Directions for this task: Take the entries below and print only the lines from the one with "fn parse_record(bytes: &[u8])" through the one with "scores zero with", exactly as they stand, both ends included.

============

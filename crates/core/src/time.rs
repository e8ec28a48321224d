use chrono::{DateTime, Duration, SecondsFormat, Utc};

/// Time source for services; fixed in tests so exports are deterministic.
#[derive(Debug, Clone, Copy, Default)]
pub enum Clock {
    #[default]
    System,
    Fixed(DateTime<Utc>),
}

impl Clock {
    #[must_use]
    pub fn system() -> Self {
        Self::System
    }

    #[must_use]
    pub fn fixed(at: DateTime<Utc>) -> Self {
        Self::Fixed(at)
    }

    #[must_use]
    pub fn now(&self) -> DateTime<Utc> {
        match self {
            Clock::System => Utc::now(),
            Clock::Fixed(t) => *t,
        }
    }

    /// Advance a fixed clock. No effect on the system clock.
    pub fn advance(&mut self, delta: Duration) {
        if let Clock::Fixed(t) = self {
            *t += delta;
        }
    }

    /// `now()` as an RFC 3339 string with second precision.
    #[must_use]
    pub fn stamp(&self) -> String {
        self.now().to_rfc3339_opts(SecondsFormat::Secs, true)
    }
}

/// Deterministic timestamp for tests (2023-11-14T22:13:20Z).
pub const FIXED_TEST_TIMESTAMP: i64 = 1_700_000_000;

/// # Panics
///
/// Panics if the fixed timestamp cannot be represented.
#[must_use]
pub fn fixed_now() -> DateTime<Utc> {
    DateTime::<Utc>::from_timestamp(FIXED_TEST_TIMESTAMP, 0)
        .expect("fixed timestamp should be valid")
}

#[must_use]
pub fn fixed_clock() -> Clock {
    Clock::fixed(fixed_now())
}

============

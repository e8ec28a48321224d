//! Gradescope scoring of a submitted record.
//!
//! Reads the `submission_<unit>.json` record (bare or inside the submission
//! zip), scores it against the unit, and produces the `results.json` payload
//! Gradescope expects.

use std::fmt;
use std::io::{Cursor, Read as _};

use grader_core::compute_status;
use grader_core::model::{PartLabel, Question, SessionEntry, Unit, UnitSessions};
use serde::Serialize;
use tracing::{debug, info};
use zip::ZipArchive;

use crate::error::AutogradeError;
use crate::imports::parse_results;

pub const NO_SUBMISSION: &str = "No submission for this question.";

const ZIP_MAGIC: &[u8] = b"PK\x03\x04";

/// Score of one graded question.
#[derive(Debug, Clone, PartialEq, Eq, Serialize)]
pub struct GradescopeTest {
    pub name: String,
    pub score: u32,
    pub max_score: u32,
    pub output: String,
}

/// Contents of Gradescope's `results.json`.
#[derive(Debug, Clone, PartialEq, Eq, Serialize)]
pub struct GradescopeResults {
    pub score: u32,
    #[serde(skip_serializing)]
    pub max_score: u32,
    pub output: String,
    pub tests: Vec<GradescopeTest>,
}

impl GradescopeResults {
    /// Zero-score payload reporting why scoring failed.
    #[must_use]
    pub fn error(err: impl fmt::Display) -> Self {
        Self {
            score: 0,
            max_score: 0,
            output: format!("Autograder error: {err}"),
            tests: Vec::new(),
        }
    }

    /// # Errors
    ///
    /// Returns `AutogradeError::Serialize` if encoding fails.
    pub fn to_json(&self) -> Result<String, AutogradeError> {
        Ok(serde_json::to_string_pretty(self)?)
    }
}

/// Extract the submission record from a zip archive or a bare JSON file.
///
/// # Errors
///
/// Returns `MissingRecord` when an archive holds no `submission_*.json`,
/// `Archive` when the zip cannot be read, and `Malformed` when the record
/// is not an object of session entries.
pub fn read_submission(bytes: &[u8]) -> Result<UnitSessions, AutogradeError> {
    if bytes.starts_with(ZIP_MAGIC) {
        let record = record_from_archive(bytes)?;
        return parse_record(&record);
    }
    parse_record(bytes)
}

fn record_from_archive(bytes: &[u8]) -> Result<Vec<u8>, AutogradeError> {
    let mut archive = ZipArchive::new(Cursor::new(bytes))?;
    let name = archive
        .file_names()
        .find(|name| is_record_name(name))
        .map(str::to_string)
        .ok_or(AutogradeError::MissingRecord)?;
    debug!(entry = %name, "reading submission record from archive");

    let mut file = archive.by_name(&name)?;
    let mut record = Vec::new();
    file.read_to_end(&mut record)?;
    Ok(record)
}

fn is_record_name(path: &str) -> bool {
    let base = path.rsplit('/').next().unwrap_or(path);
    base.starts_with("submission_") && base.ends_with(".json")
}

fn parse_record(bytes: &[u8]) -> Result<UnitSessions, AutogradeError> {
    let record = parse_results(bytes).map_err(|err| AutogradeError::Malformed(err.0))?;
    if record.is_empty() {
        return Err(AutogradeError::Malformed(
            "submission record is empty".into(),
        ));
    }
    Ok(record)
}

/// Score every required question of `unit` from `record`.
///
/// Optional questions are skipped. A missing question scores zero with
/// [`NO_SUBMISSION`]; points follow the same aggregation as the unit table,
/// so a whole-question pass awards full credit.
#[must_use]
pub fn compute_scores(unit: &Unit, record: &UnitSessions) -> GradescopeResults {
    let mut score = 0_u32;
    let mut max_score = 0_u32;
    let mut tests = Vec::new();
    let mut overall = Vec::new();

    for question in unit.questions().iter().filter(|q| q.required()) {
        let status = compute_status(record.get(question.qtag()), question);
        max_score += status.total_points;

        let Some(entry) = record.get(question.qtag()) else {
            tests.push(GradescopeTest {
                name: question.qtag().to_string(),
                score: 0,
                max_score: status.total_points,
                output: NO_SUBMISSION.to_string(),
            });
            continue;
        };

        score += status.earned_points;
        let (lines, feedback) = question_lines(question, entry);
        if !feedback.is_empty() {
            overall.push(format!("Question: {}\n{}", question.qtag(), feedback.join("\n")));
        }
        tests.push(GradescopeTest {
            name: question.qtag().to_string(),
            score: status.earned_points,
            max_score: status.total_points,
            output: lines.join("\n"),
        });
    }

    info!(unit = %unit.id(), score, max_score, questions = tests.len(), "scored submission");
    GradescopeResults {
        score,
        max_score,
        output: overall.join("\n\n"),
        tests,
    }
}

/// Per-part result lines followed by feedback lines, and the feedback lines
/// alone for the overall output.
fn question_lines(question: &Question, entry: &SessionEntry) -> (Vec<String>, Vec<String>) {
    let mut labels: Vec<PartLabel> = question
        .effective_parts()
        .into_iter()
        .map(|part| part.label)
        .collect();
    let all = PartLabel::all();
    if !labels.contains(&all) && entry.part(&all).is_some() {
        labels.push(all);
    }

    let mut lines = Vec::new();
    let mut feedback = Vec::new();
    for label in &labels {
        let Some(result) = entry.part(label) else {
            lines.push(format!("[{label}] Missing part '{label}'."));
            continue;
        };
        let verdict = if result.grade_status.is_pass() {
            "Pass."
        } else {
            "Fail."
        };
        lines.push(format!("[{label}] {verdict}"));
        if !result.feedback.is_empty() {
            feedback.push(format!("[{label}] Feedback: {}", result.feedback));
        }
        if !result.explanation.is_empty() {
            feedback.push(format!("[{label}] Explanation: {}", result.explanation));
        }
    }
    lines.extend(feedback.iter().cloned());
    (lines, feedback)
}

============

Solution to this problem:
fn parse_record(bytes: &[u8]) -> Result<UnitSessions, AutogradeError> {
    let record = parse_results(bytes).map_err(|err| AutogradeError::Malformed(err.0))?;
    if record.is_empty() {
        return Err(AutogradeError::Malformed(
            "submission record is empty".into(),
        ));
    }
    Ok(record)
}

/// Score every required question of `unit` from `record`.
///
/// Optional questions are skipped. A missing question scores zero with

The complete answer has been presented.